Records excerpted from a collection
BEGIN
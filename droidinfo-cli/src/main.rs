//! droidinfo CLI - Print Android device metadata through adb.
//!
//! ## Features
//!
//! - Device report grouped by identity, OS, battery, hardware and security
//! - JSON output and export
//! - Device listing with connection states
//! - Shell completion generation
//! - Environment variable and config file support

use anyhow::Result;
use clap::{Parser, Subcommand};
use clap_complete::Shell;
use console::style;
use env_logger::Env;
use log::debug;
use std::env;
use std::path::PathBuf;
use std::sync::atomic::{AtomicBool, Ordering};

mod commands;
mod config;
mod render;

use commands::info::ReportArgs;
use config::{Config, Overrides, Settings};

/// Whether stderr is a terminal (set once at startup).
static STDERR_IS_TTY: AtomicBool = AtomicBool::new(true);

/// Set by the Ctrl-C handler.
static INTERRUPTED: AtomicBool = AtomicBool::new(false);

/// Check if emoji/animations should be used (TTY and colors enabled).
fn use_fancy_output() -> bool {
    STDERR_IS_TTY.load(Ordering::Relaxed) && console::colors_enabled_stderr()
}

/// Whether Ctrl-C was pressed.
fn was_interrupted() -> bool {
    INTERRUPTED.load(Ordering::Relaxed)
}

/// CLI-level error classes that map to dedicated exit codes.
#[derive(Debug, thiserror::Error)]
pub(crate) enum CliError {
    /// Invalid invocation detected after argument parsing.
    #[error("{0}")]
    Usage(String),
    /// Explicit configuration file could not be used.
    #[error("{0}")]
    Config(String),
    /// The user cancelled the operation.
    #[error("{0}")]
    Cancelled(String),
}

/// droidinfo - Query an Android device through adb and print its metadata.
///
/// Environment variables:
///   DROIDINFO_ADB               - adb executable
///   ANDROID_SERIAL              - Device to query
///   DROIDINFO_TIMEOUT           - Per-command timeout in seconds (default: 10)
///   DROIDINFO_NON_INTERACTIVE   - Non-interactive mode (disable prompts)
#[derive(Parser)]
#[command(name = "droidinfo")]
#[command(author, version, about, long_about = None)]
#[command(propagate_version = true)]
#[command(after_help = "Examples:\n  droidinfo\n  droidinfo --json\n  droidinfo -s emulator-5554 -o pixel.json\n  droidinfo devices")]
#[allow(clippy::struct_excessive_bools)]
struct Cli {
    /// Path to the adb executable (searched for if not specified).
    #[arg(long, global = true, value_name = "PATH", env = "DROIDINFO_ADB")]
    adb: Option<PathBuf>,

    /// Serial of the device to query.
    #[arg(short, long, global = true, env = "ANDROID_SERIAL")]
    serial: Option<String>,

    /// Timeout for each adb command, in seconds.
    #[arg(
        long,
        global = true,
        value_name = "SECS",
        env = "DROIDINFO_TIMEOUT",
        value_parser = clap::value_parser!(u64).range(1..)
    )]
    timeout: Option<u64>,

    /// Restart the adb server before querying.
    #[arg(long, global = true)]
    restart_server: bool,

    /// Verbose output level (-v, -vv, -vvv for increasing detail).
    #[arg(short, long, global = true, action = clap::ArgAction::Count)]
    verbose: u8,

    /// Quiet mode (suppress non-essential output).
    #[arg(short, long, global = true)]
    quiet: bool,

    /// Non-interactive mode (never prompt).
    #[arg(long, global = true, env = "DROIDINFO_NON_INTERACTIVE")]
    non_interactive: bool,

    /// Path to a configuration file.
    #[arg(long = "config", global = true, value_name = "PATH")]
    config_path: Option<PathBuf>,

    #[command(flatten)]
    report: ReportArgs,

    #[command(subcommand)]
    command: Option<Commands>,
}

/// Available commands.
#[derive(Subcommand)]
enum Commands {
    /// Print the device report (the default command).
    Info(ReportArgs),

    /// List attached devices and their states.
    Devices {
        /// Output the device list as JSON to stdout.
        #[arg(long)]
        json: bool,
    },

    /// Generate shell completion scripts.
    Completions {
        /// Shell type (auto-detected if not specified).
        #[arg(value_enum)]
        shell: Option<Shell>,

        /// Install completions into your shell configuration.
        #[arg(long)]
        install: bool,
    },
}

/// Map an error to the process exit code.
fn exit_code_for(err: &anyhow::Error) -> i32 {
    for cause in err.chain() {
        if let Some(cli_err) = cause.downcast_ref::<CliError>() {
            return match cli_err {
                CliError::Usage(_) => 2,
                CliError::Config(_) => 3,
                CliError::Cancelled(_) => 130,
            };
        }
        if let Some(lib_err) = cause.downcast_ref::<droidinfo::Error>() {
            return match lib_err {
                droidinfo::Error::MultipleDevices(_) => 5,
                e if e.is_device_selection() => 4,
                droidinfo::Error::AdbNotFound { .. } => 6,
                droidinfo::Error::Interrupted => 130,
                _ => 1,
            };
        }
    }
    1
}

/// Whether the run prints JSON to stdout, in which case stderr stays clean.
fn json_requested(cli: &Cli) -> bool {
    cli.report.json
        || match &cli.command {
            Some(Commands::Info(args)) => args.json,
            Some(Commands::Devices { json }) => *json,
            _ => false,
        }
}

fn log_filter(verbose: u8, quiet: bool) -> &'static str {
    if quiet {
        return "error";
    }
    match verbose {
        0 => "warn",
        1 => "info",
        2 => "debug",
        _ => "trace",
    }
}

fn init_logging(verbose: u8, quiet: bool) {
    env_logger::Builder::from_env(Env::default().default_filter_or(log_filter(verbose, quiet)))
        .format_target(verbose >= 2)
        .format_timestamp(if verbose >= 2 {
            Some(env_logger::TimestampPrecision::Millis)
        } else {
            None
        })
        .init();
}

fn install_interrupt_handler() {
    if let Err(e) = ctrlc::set_handler(|| INTERRUPTED.store(true, Ordering::Relaxed)) {
        debug!("Could not install Ctrl-C handler: {e}");
    }
    droidinfo::set_interrupt_checker(was_interrupted);
}

fn settings(cli: &Cli) -> Result<Settings> {
    let config = match &cli.config_path {
        Some(path) => Config::load_from_path(path)?,
        None => Config::load(),
    };
    Ok(config.settings(&Overrides {
        adb: cli.adb.as_deref(),
        timeout_secs: cli.timeout,
        serial: cli.serial.as_deref(),
        restart_server: cli.restart_server,
    }))
}

fn run(cli: &Cli) -> Result<()> {
    let top = &cli.report;
    match &cli.command {
        Some(Commands::Completions { shell, install }) => {
            if top.json || top.output.is_some() {
                return Err(CliError::Usage("--json and --output do not apply to completions".to_string()).into());
            }
            commands::completions::cmd_completions(*shell, *install)
        },
        Some(Commands::Devices { json }) => {
            if top.output.is_some() {
                return Err(CliError::Usage("--output does not apply to devices".to_string()).into());
            }
            commands::devices::cmd_devices(&settings(cli)?, cli.quiet, *json || top.json)
        },
        Some(Commands::Info(args)) => {
            let args = ReportArgs {
                json: args.json || top.json,
                output: args
                    .output
                    .clone()
                    .or_else(|| top.output.clone()),
            };
            commands::info::cmd_info(&settings(cli)?, &args, cli.quiet, cli.non_interactive)
        },
        None => commands::info::cmd_info(&settings(cli)?, top, cli.quiet, cli.non_interactive),
    }
}

fn main() {
    // --- NO_COLOR and TTY detection (clig.dev best practice) ---
    let stderr_is_tty = console::Term::stderr().is_term();
    STDERR_IS_TTY.store(stderr_is_tty, Ordering::Relaxed);

    if env::var_os("NO_COLOR").is_some() {
        console::set_colors_enabled(false);
        console::set_colors_enabled_stderr(false);
    } else {
        if !console::Term::stdout().is_term() {
            console::set_colors_enabled(false);
        }
        if !stderr_is_tty {
            console::set_colors_enabled_stderr(false);
        }
    }

    let cli = Cli::parse();
    init_logging(cli.verbose, cli.quiet || json_requested(&cli));
    install_interrupt_handler();

    debug!(
        "droidinfo v{} (verbose level: {})",
        env!("CARGO_PKG_VERSION"),
        cli.verbose
    );

    if let Err(err) = run(&cli) {
        let code = exit_code_for(&err);
        eprintln!(
            "{} {err:#}",
            style("Error:")
                .red()
                .bold()
        );
        std::process::exit(code);
    }
}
END
- _Task brief_
Which lines should be output? Exactly those from the first line of the data through the line containing "use clap_complete::Shell;", inclusive.

- _Response area_
filename droidinfo-cli/src/main.rs
//! droidinfo CLI - Print Android device metadata through adb.
//!
//! ## Features
//!
//! - Device report grouped by identity, OS, battery, hardware and security
//! - JSON output and export
//! - Device listing with connection states
//! - Shell completion generation
//! - Environment variable and config file support

use anyhow::Result;
use clap::{Parser, Subcommand};
use clap_complete::Shell;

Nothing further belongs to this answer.